[Data items]
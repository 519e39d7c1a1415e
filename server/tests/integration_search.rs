use axum::body::Body;
use axum::http::{Request, StatusCode};
use axum::Router;
use http_body_util::BodyExt;
use ir_core::Index;
use serde_json::Value;
use server::{build_app, ServerConfig};
use tower::ServiceExt;

const TOKEN: &str = "secret";

fn tiny_app() -> Router {
    let mut index = Index::new();
    index.index_corpus([
        ("http://example.com/0", "My name is Anders Langballe Jakobsen. This is a test, test."),
        ("http://example.com/1", "This is a unit test for my reverse index implementation"),
    ]);
    build_app(index, ServerConfig { admin_token: Some(TOKEN.into()), cors_allow_origin: None })
}

async fn call(app: &Router, req: Request<Body>) -> (StatusCode, Value) {
    let resp = app.clone().oneshot(req).await.unwrap();
    let status = resp.status();
    let body = resp.into_body().collect().await.unwrap().to_bytes();
    let json = serde_json::from_slice(&body).unwrap_or(Value::Null);
    (status, json)
}

fn get(uri: &str) -> Request<Body> {
    Request::get(uri).body(Body::empty()).unwrap()
}

fn admin_post(uri: &str, body: &str, token: &str) -> Request<Body> {
    Request::post(uri)
        .header("content-type", "application/json")
        .header("X-ADMIN-TOKEN", token)
        .body(Body::from(body.to_string()))
        .unwrap()
}

#[tokio::test]
async fn search_returns_matching_documents() {
    let app = tiny_app();
    let (status, json) = call(&app, get("/search?q=%28anders%20AND%20langballe%29%20OR%20unit")).await;
    assert_eq!(status, StatusCode::OK);
    assert_eq!(json["total_hits"], 2);
    let arr = json["results"].as_array().unwrap();
    assert_eq!(arr[0]["doc_id"], 0);
    assert_eq!(arr[1]["url"], "http://example.com/1");
}

#[tokio::test]
async fn search_limits_listed_results() {
    let app = tiny_app();
    let (_, json) = call(&app, get("/search?q=test&k=1")).await;
    assert_eq!(json["total_hits"], 2);
    assert_eq!(json["results"].as_array().unwrap().len(), 1);
}

#[tokio::test]
async fn malformed_query_is_a_bad_request() {
    let app = tiny_app();
    let (status, json) = call(&app, get("/search?q=%28anders")).await;
    assert_eq!(status, StatusCode::BAD_REQUEST);
    assert_eq!(json["error"], "expected right parenthesis");
}

#[tokio::test]
async fn deeply_nested_query_is_a_bad_request() {
    let app = tiny_app();
    let depth = 10_000;
    let uri = format!("/search?q={}test{}", "%28".repeat(depth), "%29".repeat(depth));
    let (status, json) = call(&app, get(&uri)).await;
    assert_eq!(status, StatusCode::BAD_REQUEST);
    assert_eq!(json["error"], "query nests deeper than 256 levels");

    let (status, _) = call(&app, get("/search?q=%28%28test%29%29")).await;
    assert_eq!(status, StatusCode::OK);
}

#[tokio::test]
async fn doc_lookup() {
    let app = tiny_app();
    let (status, json) = call(&app, get("/doc/1")).await;
    assert_eq!(status, StatusCode::OK);
    assert_eq!(json["url"], "http://example.com/1");
    assert!(json["length"].as_f64().unwrap() > 0.0);

    let (status, _) = call(&app, get("/doc/7")).await;
    assert_eq!(status, StatusCode::NOT_FOUND);
}

#[tokio::test]
async fn admin_endpoints_require_token() {
    let app = tiny_app();
    let (status, _) = call(&app, admin_post("/index/champions", "", "wrong")).await;
    assert_eq!(status, StatusCode::UNAUTHORIZED);
}

#[tokio::test]
async fn champions_are_built_on_request() {
    let app = tiny_app();
    let (status, _) = call(&app, get("/champions/anders")).await;
    assert_eq!(status, StatusCode::NOT_FOUND);

    let (status, _) = call(&app, admin_post("/index/champions?r=5", "", TOKEN)).await;
    assert_eq!(status, StatusCode::OK);

    let (status, json) = call(&app, get("/champions/Anders")).await;
    assert_eq!(status, StatusCode::OK);
    assert_eq!(json["term"], "anders");
    assert_eq!(json["stale"], false);
    assert_eq!(json["champions"][0]["doc_id"], 0);
}

#[tokio::test]
async fn batch_reindex_replaces_postings() {
    let app = tiny_app();
    let batch = r#"[{"url": "http://example.com/2", "text": "fresh anders"}]"#;
    let (status, json) = call(&app, admin_post("/index/batch", batch, TOKEN)).await;
    assert_eq!(status, StatusCode::OK);
    assert_eq!(json["num_docs"], 3);
    assert_eq!(json["champions_stale"], true);

    let (_, json) = call(&app, get("/search?q=anders")).await;
    assert_eq!(json["total_hits"], 1);
    assert_eq!(json["results"][0]["doc_id"], 2);

    let (_, json) = call(&app, get("/search?q=test")).await;
    assert_eq!(json["total_hits"], 0);
}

- _Your objective_
Lines above that have "resp": copy each of them.

- _Exercise result_
    let resp = app.clone().oneshot(req).await.unwrap();
    let status = resp.status();
    let body = resp.into_body().collect().await.unwrap().to_bytes();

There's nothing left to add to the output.